Dans un pays où la tradition catholique est aussi forte, s’attaquer à la religion est un pari potentiellement risqué (mais réussi, vu les résultats au box-office croate). Le fait de s’y atteler avec humour est à double tranchant : d’un côté on évite de dramatiser trop le propos en le prenant à la légère, de l’autre le film n’en est que plus mordant. Ce n’est pas un hasard si, selon la promo française du film, « Bonté divine » était le dernier coup de cœur cinématographique de feu Charb, qui avait participé à l’illustration de l’affiche. Le film de Vinko Brešan fonctionne en effet comme l’art de la caricature : l’humour est un révélateur des travers de la société et un outil pour titiller la pensée et la raison. Et comme « Charlie Hebdo », ce film a deux cibles privilégiées : l’hypocrisie religieuse (thème principal) et la stupidité nationaliste (thème secondaire incarné par le personnage du pharmacien).
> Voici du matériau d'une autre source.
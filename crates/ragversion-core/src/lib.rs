//! # RAGVersion Core
//!
//! Backend-free logic for RAGVersion: data models, the error taxonomy,
//! content hashing, chunking strategies, hash-based chunk classification,
//! unified line diffs, and the [`Store`](store::Store) abstraction with an
//! in-memory implementation.
//!
//! This crate performs no filesystem, network, or database I/O. The
//! `ragversion` crate builds the tracking engine on top of it.

pub mod chunk;
pub mod chunk_diff;
pub mod error;
pub mod hash;
pub mod line_diff;
pub mod models;
pub mod store;

pub use error::{Error, ErrorCategory, Result};
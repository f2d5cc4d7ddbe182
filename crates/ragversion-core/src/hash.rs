//! Content hashing.
//!
//! Documents and chunks are identified across versions by a hex digest of
//! their text. The same algorithm must be used for a document and its chunks.

use serde::Deserialize;
use sha2::{Digest, Sha256, Sha512};

use crate::error::{Error, Result};

#[derive(Debug, Clone, Copy, PartialEq, Eq, Default, Deserialize)]
#[serde(rename_all = "lowercase")]
pub enum HashAlgorithm {
    #[default]
    Sha256,
    Sha512,
}

impl HashAlgorithm {
    pub fn parse(name: &str) -> Result<Self> {
        match name.to_ascii_lowercase().as_str() {
            "sha256" => Ok(HashAlgorithm::Sha256),
            "sha512" => Ok(HashAlgorithm::Sha512),
            other => Err(Error::Configuration(format!(
                "unsupported hash algorithm '{}' (expected sha256 or sha512)",
                other
            ))),
        }
    }

    /// Lowercase hex digest of `text`.
    pub fn hash(&self, text: &str) -> String {
        match self {
            HashAlgorithm::Sha256 => {
                let mut hasher = Sha256::new();
                hasher.update(text.as_bytes());
                format!("{:x}", hasher.finalize())
            }
            HashAlgorithm::Sha512 => {
                let mut hasher = Sha512::new();
                hasher.update(text.as_bytes());
                format!("{:x}", hasher.finalize())
            }
        }
    }
}

#[cfg(test)]
mod tests {
    use super::*;

    #[test]
    fn test_sha256_known_digest() {
        assert_eq!(
            HashAlgorithm::Sha256.hash("hello"),
            "2cf24dba5fb0a30e26e83b2ac5b9e29e1b161e5c1fa7425e73043362938b9824"
        );
    }

    #[test]
    fn test_sha512_length() {
        assert_eq!(HashAlgorithm::Sha512.hash("hello").len(), 128);
    }

    #[test]
    fn test_parse() {
        assert_eq!(HashAlgorithm::parse("SHA256").unwrap(), HashAlgorithm::Sha256);
        assert!(HashAlgorithm::parse("md5").is_err());
    }
}
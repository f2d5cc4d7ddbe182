//! Configuration parsing and validation.
//!
//! RAGVersion is configured via a TOML file. Every section and field has a
//! default, so an empty file (or [`Config::default`]) is a valid SQLite-backed
//! configuration.
//!
//! # Example
//!
//! ```toml
//! [storage]
//! backend = "sqlite"
//!
//! [storage.sqlite]
//! path = "./data/ragversion.sqlite"
//!
//! [tracking]
//! max_file_size_mb = 50
//!
//! [chunking]
//! enabled = true
//! strategy = "recursive"
//! chunk_size = 500
//! chunk_overlap = 50
//! ```
//!
//! Remote credentials may be left out of the file and supplied through
//! `RAGVERSION_REMOTE_URL` and `RAGVERSION_REMOTE_KEY`.

use std::path::{Path, PathBuf};

use serde::Deserialize;

use ragversion_core::chunk::{
    ChunkerSettings, DEFAULT_CHUNK_OVERLAP, DEFAULT_CHUNK_SIZE, DEFAULT_STRATEGY,
};
use ragversion_core::hash::HashAlgorithm;
use ragversion_core::{Error, Result};

pub const REMOTE_URL_ENV: &str = "RAGVERSION_REMOTE_URL";
pub const REMOTE_KEY_ENV: &str = "RAGVERSION_REMOTE_KEY";

#[derive(Debug, Deserialize, Clone, Default)]
pub struct Config {
    #[serde(default)]
    pub storage: StorageConfig,
    #[serde(default)]
    pub tracking: TrackingConfig,
    #[serde(default)]
    pub content: ContentConfig,
    #[serde(default)]
    pub batch: BatchConfig,
    #[serde(default)]
    pub listeners: ListenerConfig,
    #[serde(default)]
    pub chunking: ChunkingConfig,
    #[serde(default)]
    pub logging: LoggingConfig,
}

#[derive(Debug, Deserialize, Clone, Copy, PartialEq, Eq, Default)]
#[serde(rename_all = "lowercase")]
pub enum Backend {
    #[default]
    Sqlite,
    Remote,
    Memory,
}

#[derive(Debug, Deserialize, Clone, Default)]
pub struct StorageConfig {
    #[serde(default)]
    pub backend: Backend,
    #[serde(default)]
    pub sqlite: SqliteConfig,
    #[serde(default)]
    pub remote: RemoteConfig,
}

#[derive(Debug, Deserialize, Clone)]
pub struct SqliteConfig {
    #[serde(default = "default_db_path")]
    pub path: PathBuf,
    #[serde(default = "default_max_connections")]
    pub max_connections: u32,
}

impl Default for SqliteConfig {
    fn default() -> Self {
        Self {
            path: default_db_path(),
            max_connections: default_max_connections(),
        }
    }
}

fn default_db_path() -> PathBuf {
    PathBuf::from("./data/ragversion.sqlite")
}
fn default_max_connections() -> u32 {
    5
}

#[derive(Debug, Deserialize, Clone)]
pub struct RemoteConfig {
    #[serde(default)]
    pub url: Option<String>,
    #[serde(default)]
    pub service_key: Option<String>,
    #[serde(default = "default_timeout_secs")]
    pub timeout_secs: u64,
}

impl Default for RemoteConfig {
    fn default() -> Self {
        Self {
            url: None,
            service_key: None,
            timeout_secs: default_timeout_secs(),
        }
    }
}

impl RemoteConfig {
    /// URL from the file, else from the environment.
    pub fn resolved_url(&self) -> Option<String> {
        self.url
            .clone()
            .or_else(|| std::env::var(REMOTE_URL_ENV).ok())
            .filter(|s| !s.trim().is_empty())
    }

    pub fn resolved_key(&self) -> Option<String> {
        self.service_key
            .clone()
            .or_else(|| std::env::var(REMOTE_KEY_ENV).ok())
            .filter(|s| !s.trim().is_empty())
    }
}

fn default_timeout_secs() -> u64 {
    30
}

#[derive(Debug, Deserialize, Clone)]
pub struct TrackingConfig {
    #[serde(default = "default_true")]
    pub store_content: bool,
    #[serde(default = "default_max_file_size_mb")]
    pub max_file_size_mb: u64,
    #[serde(default)]
    pub hash_algorithm: HashAlgorithm,
}

impl Default for TrackingConfig {
    fn default() -> Self {
        Self {
            store_content: true,
            max_file_size_mb: default_max_file_size_mb(),
            hash_algorithm: HashAlgorithm::default(),
        }
    }
}

impl TrackingConfig {
    pub fn max_file_size_bytes(&self) -> u64 {
        self.max_file_size_mb * 1024 * 1024
    }
}

fn default_true() -> bool {
    true
}
fn default_max_file_size_mb() -> u64 {
    50
}

#[derive(Debug, Deserialize, Clone, Copy, PartialEq, Eq, Default)]
#[serde(rename_all = "lowercase")]
pub enum Compression {
    #[default]
    Zstd,
    None,
}

#[derive(Debug, Deserialize, Clone, Default)]
pub struct ContentConfig {
    #[serde(default)]
    pub compression: Compression,
}

impl ContentConfig {
    pub fn compress(&self) -> bool {
        self.compression == Compression::Zstd
    }
}

/// What a directory run does when one file fails.
#[derive(Debug, Deserialize, Clone, Copy, PartialEq, Eq, Default)]
#[serde(rename_all = "lowercase")]
pub enum OnError {
    /// Record the failure and keep going.
    #[default]
    Continue,
    /// Return the first failure and abandon files not yet started.
    Stop,
}

#[derive(Debug, Deserialize, Clone)]
pub struct BatchConfig {
    #[serde(default = "default_max_workers")]
    pub max_workers: usize,
    #[serde(default)]
    pub on_error: OnError,
}

impl Default for BatchConfig {
    fn default() -> Self {
        Self {
            max_workers: default_max_workers(),
            on_error: OnError::default(),
        }
    }
}

fn default_max_workers() -> usize {
    4
}

#[derive(Debug, Deserialize, Clone)]
pub struct ListenerConfig {
    #[serde(default = "default_listener_timeout")]
    pub timeout_secs: u64,
}

impl Default for ListenerConfig {
    fn default() -> Self {
        Self {
            timeout_secs: default_listener_timeout(),
        }
    }
}

fn default_listener_timeout() -> u64 {
    60
}

#[derive(Debug, Deserialize, Clone)]
pub struct ChunkingConfig {
    #[serde(default)]
    pub enabled: bool,
    #[serde(default = "default_strategy")]
    pub strategy: String,
    #[serde(default = "default_chunk_size")]
    pub chunk_size: usize,
    #[serde(default = "default_chunk_overlap")]
    pub chunk_overlap: usize,
}

impl Default for ChunkingConfig {
    fn default() -> Self {
        Self {
            enabled: false,
            strategy: default_strategy(),
            chunk_size: default_chunk_size(),
            chunk_overlap: default_chunk_overlap(),
        }
    }
}

impl ChunkingConfig {
    pub fn settings(&self) -> ChunkerSettings {
        ChunkerSettings::new(self.chunk_size, self.chunk_overlap)
    }
}

fn default_strategy() -> String {
    DEFAULT_STRATEGY.to_string()
}
fn default_chunk_size() -> usize {
    DEFAULT_CHUNK_SIZE
}
fn default_chunk_overlap() -> usize {
    DEFAULT_CHUNK_OVERLAP
}

#[derive(Debug, Deserialize, Clone, Copy, PartialEq, Eq, Default)]
#[serde(rename_all = "lowercase")]
pub enum LogFormat {
    #[default]
    Text,
    Json,
}

#[derive(Debug, Deserialize, Clone)]
pub struct LoggingConfig {
    #[serde(default = "default_log_level")]
    pub level: String,
    #[serde(default)]
    pub format: LogFormat,
}

impl Default for LoggingConfig {
    fn default() -> Self {
        Self {
            level: default_log_level(),
            format: LogFormat::default(),
        }
    }
}

fn default_log_level() -> String {
    "info".to_string()
}

impl Config {
    /// Config using the in-memory backend, handy for tests and embedding.
    pub fn in_memory() -> Self {
        let mut config = Config::default();
        config.storage.backend = Backend::Memory;
        config
    }

    pub fn validate(&self) -> Result<()> {
        if self.batch.max_workers == 0 {
            return Err(Error::Configuration("batch.max_workers must be >= 1".into()));
        }
        if self.tracking.max_file_size_mb == 0 {
            return Err(Error::Configuration(
                "tracking.max_file_size_mb must be >= 1".into(),
            ));
        }
        if self.chunking.chunk_size == 0 {
            return Err(Error::Configuration("chunking.chunk_size must be > 0".into()));
        }
        if self.chunking.chunk_overlap >= self.chunking.chunk_size {
            return Err(Error::Configuration(format!(
                "chunking.chunk_overlap ({}) must be smaller than chunking.chunk_size ({})",
                self.chunking.chunk_overlap, self.chunking.chunk_size
            )));
        }
        if self.storage.sqlite.max_connections == 0 {
            return Err(Error::Configuration(
                "storage.sqlite.max_connections must be >= 1".into(),
            ));
        }
        if self.storage.backend == Backend::Remote {
            if self.storage.remote.resolved_url().is_none() {
                return Err(Error::Configuration(format!(
                    "storage.remote.url must be set (or {}) when backend is 'remote'",
                    REMOTE_URL_ENV
                )));
            }
            if self.storage.remote.resolved_key().is_none() {
                return Err(Error::Configuration(format!(
                    "storage.remote.service_key must be set (or {}) when backend is 'remote'",
                    REMOTE_KEY_ENV
                )));
            }
        }
        Ok(())
    }
}

/// Parse and validate configuration from a TOML string.
pub fn parse_config(content: &str) -> Result<Config> {
    let config: Config = toml::from_str(content)
        .map_err(|e| Error::Configuration(format!("failed to parse config: {}", e)))?;
    config.validate()?;
    Ok(config)
}

/// Load, parse and validate a TOML configuration file.
pub fn load_config(path: &Path) -> Result<Config> {
    let content = std::fs::read_to_string(path).map_err(|e| {
        Error::Configuration(format!(
            "failed to read config file {}: {}",
            path.display(),
            e
        ))
    })?;
    parse_config(&content)
}

#[cfg(test)]
mod tests {
    use super::*;

    #[test]
    fn test_empty_config_uses_defaults() {
        let config = parse_config("").unwrap();
        assert_eq!(config.storage.backend, Backend::Sqlite);
        assert!(config.tracking.store_content);
        assert_eq!(config.tracking.max_file_size_mb, 50);
        assert_eq!(config.tracking.hash_algorithm, HashAlgorithm::Sha256);
        assert_eq!(config.batch.max_workers, 4);
        assert_eq!(config.batch.on_error, OnError::Continue);
        assert_eq!(config.listeners.timeout_secs, 60);
        assert!(!config.chunking.enabled);
        assert_eq!(config.chunking.chunk_size, 500);
        assert_eq!(config.chunking.chunk_overlap, 50);
        assert!(config.content.compress());
    }

    #[test]
    fn test_full_config() {
        let toml = r#"
            [storage]
            backend = "memory"

            [tracking]
            store_content = false
            max_file_size_mb = 2
            hash_algorithm = "sha512"

            [content]
            compression = "none"

            [batch]
            max_workers = 8
            on_error = "stop"

            [chunking]
            enabled = true
            strategy = "character"
            chunk_size = 100
            chunk_overlap = 10

            [logging]
            level = "debug"
            format = "json"
        "#;
        let config = parse_config(toml).unwrap();
        assert_eq!(config.storage.backend, Backend::Memory);
        assert!(!config.tracking.store_content);
        assert_eq!(config.tracking.max_file_size_bytes(), 2 * 1024 * 1024);
        assert_eq!(config.tracking.hash_algorithm, HashAlgorithm::Sha512);
        assert!(!config.content.compress());
        assert_eq!(config.batch.on_error, OnError::Stop);
        assert_eq!(config.chunking.settings(), ChunkerSettings::new(100, 10));
        assert_eq!(config.logging.format, LogFormat::Json);
    }

    #[test]
    fn test_overlap_must_be_smaller_than_size() {
        let err = parse_config("[chunking]\nchunk_size = 10\nchunk_overlap = 10\n").unwrap_err();
        assert!(matches!(err, Error::Configuration(_)));
    }

    #[test]
    fn test_zero_workers_rejected() {
        assert!(parse_config("[batch]\nmax_workers = 0\n").is_err());
    }

    #[test]
    fn test_unknown_backend_rejected() {
        let err = parse_config("[storage]\nbackend = \"postgres\"\n").unwrap_err();
        assert!(err.to_string().contains("failed to parse config"));
    }

    #[test]
    fn test_remote_requires_credentials_in_file_or_env() {
        let toml = "[storage]\nbackend = \"remote\"\n[storage.remote]\nurl = \"http://localhost\"\nservice_key = \"k\"\n";
        assert!(parse_config(toml).is_ok());
    }

    #[test]
    fn test_load_missing_file() {
        let err = load_config(Path::new("/nonexistent/ragversion.toml")).unwrap_err();
        assert!(matches!(err, Error::Configuration(_)));
    }
}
Si la qualité et l’efficacité ne sont pas régulières au fil du film (les passages plus dramatiques voire tragiques fonctionnent moins bien), l’ensemble n’en est pas moins facétieux et pertinent. Vinko Brešan s’en donne à cœur joie pour se moquer de la naïveté de la population à coup d’exagérations (comme lorsque Petar insonorise sa maison avec des boites d’œufs pour éviter que le voisinage comprenne que sa femme et lui ont illégalement récupéré un bébé abandonné) ou pour piéger son personnage principal dans la spirale infernale des conséquences qu’engendre son idée de départ (avec un effet cumulatif qu'on peut imaginer un Kusturica ou un Wes Anderson encore plus accentuer). L’institution ecclésiastique en prend un coup à plusieurs reprises, notamment lors de la visite d’un évêque aux atours mafieux qui vient seulement vérifier que Fabijan n’est pas pédophile. De son côté, Marin le pharmacien, le parano de l’invasion étrangère, ridiculise à lui seul les nationalismes qui empoisonnent encore les Balkans. Bref, à défaut d’être parfait, « Bonté divine » apporte sa pierre à l’édifice vacillant du droit au blasphème, en ces temps de repli communautaro-religieux où rire de la religion devient plus que jamais nécessaire pour défendre la démocratie et les droits humains.